WHAT THIS TASK INVOLVES :: Your answer should be the records below, repeated exactly as they stand.

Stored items
■ ■ ■ ■
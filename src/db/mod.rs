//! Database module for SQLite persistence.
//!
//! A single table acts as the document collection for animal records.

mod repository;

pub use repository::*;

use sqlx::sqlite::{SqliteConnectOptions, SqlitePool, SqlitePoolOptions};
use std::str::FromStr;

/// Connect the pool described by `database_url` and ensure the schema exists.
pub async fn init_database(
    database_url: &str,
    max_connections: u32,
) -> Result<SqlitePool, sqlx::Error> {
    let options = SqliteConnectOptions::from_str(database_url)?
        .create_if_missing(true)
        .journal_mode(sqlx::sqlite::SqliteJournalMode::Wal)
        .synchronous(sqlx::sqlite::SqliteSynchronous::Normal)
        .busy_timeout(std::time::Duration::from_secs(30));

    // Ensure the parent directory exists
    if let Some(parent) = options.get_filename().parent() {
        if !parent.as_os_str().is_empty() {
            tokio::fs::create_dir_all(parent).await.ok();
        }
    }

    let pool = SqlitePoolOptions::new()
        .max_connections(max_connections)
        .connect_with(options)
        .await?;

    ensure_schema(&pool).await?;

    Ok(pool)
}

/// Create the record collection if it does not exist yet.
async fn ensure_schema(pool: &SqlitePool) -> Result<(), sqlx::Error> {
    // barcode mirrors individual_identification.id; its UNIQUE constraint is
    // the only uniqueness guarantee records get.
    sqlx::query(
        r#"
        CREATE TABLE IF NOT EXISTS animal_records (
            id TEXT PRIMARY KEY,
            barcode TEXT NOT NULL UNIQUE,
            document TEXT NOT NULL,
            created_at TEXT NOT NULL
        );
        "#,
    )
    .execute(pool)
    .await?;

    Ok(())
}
■ ■ ■ ■
RESPONSE BOX ::
filename src/db/mod.rs
//! Database module for SQLite persistence.
//!
//! A single table acts as the document collection for animal records.

mod repository;

pub use repository::*;

use sqlx::sqlite::{SqliteConnectOptions, SqlitePool, SqlitePoolOptions};
use std::str::FromStr;

/// Connect the pool described by `database_url` and ensure the schema exists.
pub async fn init_database(
    database_url: &str,
    max_connections: u32,
) -> Result<SqlitePool, sqlx::Error> {
    let options = SqliteConnectOptions::from_str(database_url)?
        .create_if_missing(true)
        .journal_mode(sqlx::sqlite::SqliteJournalMode::Wal)
        .synchronous(sqlx::sqlite::SqliteSynchronous::Normal)
        .busy_timeout(std::time::Duration::from_secs(30));

    // Ensure the parent directory exists
    if let Some(parent) = options.get_filename().parent() {
        if !parent.as_os_str().is_empty() {
            tokio::fs::create_dir_all(parent).await.ok();
        }
    }

    let pool = SqlitePoolOptions::new()
        .max_connections(max_connections)
        .connect_with(options)
        .await?;

    ensure_schema(&pool).await?;

    Ok(pool)
}

/// Create the record collection if it does not exist yet.
async fn ensure_schema(pool: &SqlitePool) -> Result<(), sqlx::Error> {
    // barcode mirrors individual_identification.id; its UNIQUE constraint is
    // the only uniqueness guarantee records get.
    sqlx::query(
        r#"
        CREATE TABLE IF NOT EXISTS animal_records (
            id TEXT PRIMARY KEY,
            barcode TEXT NOT NULL UNIQUE,
            document TEXT NOT NULL,
            created_at TEXT NOT NULL
        );
        "#,
    )
    .execute(pool)
    .await?;

    Ok(())
}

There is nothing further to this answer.